Vaak zorgt een mutatie ervoor dat het gen zijn functie verliest of minder actief wordt, zodat een ziekte/afwijking ontstaat. TIE2 is wat dat betreft een uitzondering: bepaalde mutaties in dit gen veroorzaken een hyperactivatie.

In 2009 hebben we voor het eerst aangetoond dat een niet-erfelijke vaatafwijking kan worden veroorzaakt door enkelvoudige somatische mutaties (d.w.z. mutaties die alleen aanwezig zijn in de aangedane (misvormde) gebieden). Ze worden niet van de ene generatie op de andere overgedragen. Sindsdien is men niet alleen gaan kijken naar de zeldzame erfelijke vormen, maar ook naar de sporadisch voorkomende vaatafwijkingen. Zo werd in 2011 de oorzaak ( somatische mutatie) van het Proteus syndroom gevonden en in 2013 van CLOVES.  Verschillende ziekten zijn nu geassocieerd met verschillende somatische mutaties.

Wat zijn de effecten van de genen op cellulair en vasculair niveau?

Bijvoorbeeld TIE2. Dit is een receptor aan de buitenkant van een celmembraan (zie plaatje boven).

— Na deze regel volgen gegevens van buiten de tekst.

//! The form submitted to create or edit a transaction.

use serde::{Deserialize, Serialize};

use crate::{
    Error,
    database_id::TransactionId,
    validation::{TransactionInput, ValidationError, validate_id},
};

/// The raw form fields for a transaction.
///
/// Every field is optional text so that missing or malformed values reach
/// the validator and get a proper error message instead of a generic
/// deserialisation failure.
#[derive(Debug, Clone, Default, Serialize, Deserialize)]
pub struct TransactionForm {
    /// Text detailing the transaction.
    pub description: Option<String>,
    /// The value of the transaction as typed by the user.
    pub amount: Option<String>,
    /// The category name.
    pub category: Option<String>,
    /// "INCOME" or "EXPENSE".
    #[serde(rename = "type")]
    pub transaction_type: Option<String>,
    /// The "fixed expense" checkbox.
    #[serde(rename = "isFixed")]
    pub is_fixed: Option<String>,
}

impl TransactionForm {
    /// Convert the text fields into the shape expected by the validator.
    ///
    /// An amount that is not a number becomes `None`. The fixed flag follows
    /// HTML checkbox semantics: "on" or "true" means checked, anything else
    /// (including no value) means unchecked.
    pub fn into_input(self) -> TransactionInput {
        TransactionInput {
            description: self.description,
            amount: self
                .amount
                .as_deref()
                .and_then(|amount| amount.trim().parse::<f64>().ok()),
            category: self.category,
            transaction_type: self.transaction_type,
            is_fixed: Some(matches!(self.is_fixed.as_deref(), Some("on" | "true"))),
        }
    }
}

/// Validate a transaction ID taken from the request path.
///
/// # Errors
///
/// Returns [ValidationError::InvalidId] if `raw_id` is blank or not an integer.
pub fn parse_transaction_id(raw_id: &str) -> Result<TransactionId, Error> {
    let id = validate_id(Some(raw_id))?;

    id.parse()
        .map_err(|_| Error::Validation(ValidationError::InvalidId))
}
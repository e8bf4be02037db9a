//! Dashboard HTTP handlers.

use std::sync::{Arc, Mutex};

use axum::{
    Json,
    extract::{FromRef, State},
};
use rusqlite::Connection;
use time::OffsetDateTime;

use crate::{
    AppState, Error,
    app_state::lock_connection,
    dashboard::summary::{DashboardSummary, summarize},
    identity::ExternalIdentity,
    settings::get_user_settings,
    timezone::get_local_offset,
    transaction::get_transactions_for_user,
    user::get_or_create_user,
};

/// The state needed for the dashboard.
///
/// Contains the database connection and timezone information required
/// by dashboard handlers.
#[derive(Debug, Clone)]
pub struct DashboardState {
    /// The database connection for reading transactions and settings.
    pub db_connection: Arc<Mutex<Connection>>,
    /// The local timezone as a canonical timezone name, e.g. "America/Sao_Paulo".
    pub local_timezone: String,
}

impl FromRef<AppState> for DashboardState {
    fn from_ref(state: &AppState) -> Self {
        Self {
            db_connection: state.db_connection.clone(),
            local_timezone: state.local_timezone.clone(),
        }
    }
}

/// A route handler that returns the user's dashboard summary for today.
pub async fn get_dashboard_endpoint(
    State(state): State<DashboardState>,
    identity: ExternalIdentity,
) -> Result<Json<DashboardSummary>, Error> {
    let local_offset = get_local_offset(&state.local_timezone).ok_or_else(|| {
        tracing::error!("Invalid timezone {}", state.local_timezone);
        Error::InvalidTimezoneError(state.local_timezone.clone())
    })?;
    let today = OffsetDateTime::now_utc().to_offset(local_offset).date();

    let connection = lock_connection(&state.db_connection)?;
    let user = get_or_create_user(&identity, &connection)?;
    let transactions = get_transactions_for_user(user.id, &connection)?;
    let settings = get_user_settings(user.id, &connection)?;

    Ok(Json(summarize(&transactions, settings, today, local_offset)))
}

#[cfg(test)]
mod tests {
    use std::sync::{Arc, Mutex};

    use axum::{Json, extract::State};
    use rusqlite::Connection;
    use time::OffsetDateTime;

    use crate::{
        Error,
        dashboard::handlers::{DashboardState, get_dashboard_endpoint},
        db::initialize,
        identity::ExternalIdentity,
        settings::{UserSettings, save_user_settings},
        transaction::create_transaction,
        user::get_or_create_user,
        validation::{SanitizedTransaction, TransactionType},
    };

    fn identity() -> ExternalIdentity {
        ExternalIdentity {
            external_id: "user_1".to_owned(),
            email: None,
            name: None,
        }
    }

    fn get_test_state(local_timezone: &str) -> DashboardState {
        let connection = Connection::open_in_memory().unwrap();
        initialize(&connection).unwrap();

        DashboardState {
            db_connection: Arc::new(Mutex::new(connection)),
            local_timezone: local_timezone.to_owned(),
        }
    }

    #[tokio::test]
    async fn summarizes_users_data() {
        let state = get_test_state("Etc/UTC");
        {
            let connection = state.db_connection.lock().unwrap();
            let user = get_or_create_user(&identity(), &connection).unwrap();
            create_transaction(
                user.id,
                &SanitizedTransaction {
                    description: "Salário".to_owned(),
                    amount: 5000.0,
                    category: "Salário".to_owned(),
                    transaction_type: TransactionType::Income,
                    is_fixed: false,
                },
                OffsetDateTime::now_utc(),
                &connection,
            )
            .unwrap();
            create_transaction(
                user.id,
                &SanitizedTransaction {
                    description: "Mercado".to_owned(),
                    amount: 250.0,
                    category: "Alimentação".to_owned(),
                    transaction_type: TransactionType::Expense,
                    is_fixed: false,
                },
                OffsetDateTime::now_utc(),
                &connection,
            )
            .unwrap();
            save_user_settings(
                user.id,
                UserSettings {
                    monthly_budget: 1000.0,
                    monthly_income: 5000.0,
                },
                &connection,
            )
            .unwrap();
        }

        let Json(summary) = get_dashboard_endpoint(State(state), identity())
            .await
            .unwrap();

        assert_eq!(summary.total_income, 5000.0);
        assert_eq!(summary.variable_expenses, 250.0);
        assert_eq!(summary.variable_goal, 1000.0);
        assert_eq!(summary.variable_progress, 25.0);
        assert_eq!(summary.recent_transactions.len(), 2);
        assert_eq!(summary.expense_chart.len(), 1);
    }

    #[tokio::test]
    async fn invalid_timezone_is_an_error() {
        let state = get_test_state("Not/AZone");

        let result = get_dashboard_endpoint(State(state), identity()).await;

        assert_eq!(
            result.err(),
            Some(Error::InvalidTimezoneError("Not/AZone".to_owned()))
        );
    }
}
//! Database ID type definitions.

/// Alias for the integer type used for mapping to database IDs.
pub type DatabaseId = i64;

/// The ID of a stored transaction.
pub type TransactionId = DatabaseId;
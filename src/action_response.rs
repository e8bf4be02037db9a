//! The response body returned by every endpoint that changes data.

use axum::{
    Json,
    response::{IntoResponse, Response},
};
use serde::{Deserialize, Serialize};

/// Tells the client whether an action succeeded, and why not if it failed.
///
/// Serialised as `{"success": true}` or `{"success": false, "error": "..."}`.
#[derive(Debug, Clone, PartialEq, Serialize, Deserialize)]
pub struct ActionResponse {
    /// Whether the action was carried out.
    pub success: bool,
    /// A message for the end user when `success` is false.
    #[serde(default, skip_serializing_if = "Option::is_none")]
    pub error: Option<String>,
}

impl ActionResponse {
    /// A successful action.
    pub fn ok() -> Self {
        Self {
            success: true,
            error: None,
        }
    }

    /// A failed action with a message for the end user.
    pub fn error(message: impl Into<String>) -> Self {
        Self {
            success: false,
            error: Some(message.into()),
        }
    }
}

impl IntoResponse for ActionResponse {
    fn into_response(self) -> Response {
        Json(self).into_response()
    }
}

#[cfg(test)]
mod tests {
    use serde_json::json;

    use super::ActionResponse;

    #[test]
    fn ok_omits_error() {
        let json = serde_json::to_value(ActionResponse::ok()).unwrap();

        assert_eq!(json, json!({ "success": true }));
    }

    #[test]
    fn error_includes_message() {
        let json = serde_json::to_value(ActionResponse::error("Categoria é obrigatória")).unwrap();

        assert_eq!(
            json,
            json!({ "success": false, "error": "Categoria é obrigatória" })
        );
    }
}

De mutatie in TIE2 maakt het te actief. Als het geactiveerd wordt, zal het te veel signaal in de cel afgeven. Een remmende stof of inhibitor zou het signaal kunnen vertragen of afremmen. Gelukkig zijn er verschillende inhibitoren ontwikkeld voor de verschillende eiwitten die op het gebied van kanker worden onderzocht. We gebruiken deze inhibitoren nu voor vasculaire anomalieën. De namen van de inhibitoren zijn in het plaatje in blauw weergegeven. Rapamycine/sirolimus is een remmer van mTOR (lees meer op: https://www.cmtc.nl/pedia/pedia-overig/sirolimus/). Het bevindt zich nu in een klinische fase 3 van een klinische studie. Dat betekent dat er getest wordt op de uiteindelijke dosering op bruikbaarheid en effectiviteit bij grotere aantallen patiënten. Dit wordt vergeleken met een bestaand middel of placebo. Ook wordt gekeken naar de veiligheid op korte en langere termijn.

Hoe vind je de genen die CMTC veroorzaken?

CMTC-patiënten hebben bij de geboorte rode lesies die (deels) vervagen als ze ouder worden. Er is atrofie (verschrompeling/afname) op de huid waardoor deze aandoening zich onderscheidt van andere anomalieën. Het is vergelijkbaar met capillaire misvormingen. Om het gen voor CMTC te vinden is er weefsel uit het aangetaste gebied en het bloed nodig. Sommige capillaire misvormingen hebben een PIK3CA-mutatie, sommige een GNAQ/GNA11-mutatie. Deze mutaties zien we niet in CMTC. Het zou een somatische mutatie kunnen zijn. Als we het gen of de genen vinden geeft het ons een diagnostisch hulpmiddel om CMTC te identificeren en het onderliggende mechanisme te begrijpen. Uiteindelijk kunnen we dan een therapie ontwikkelen.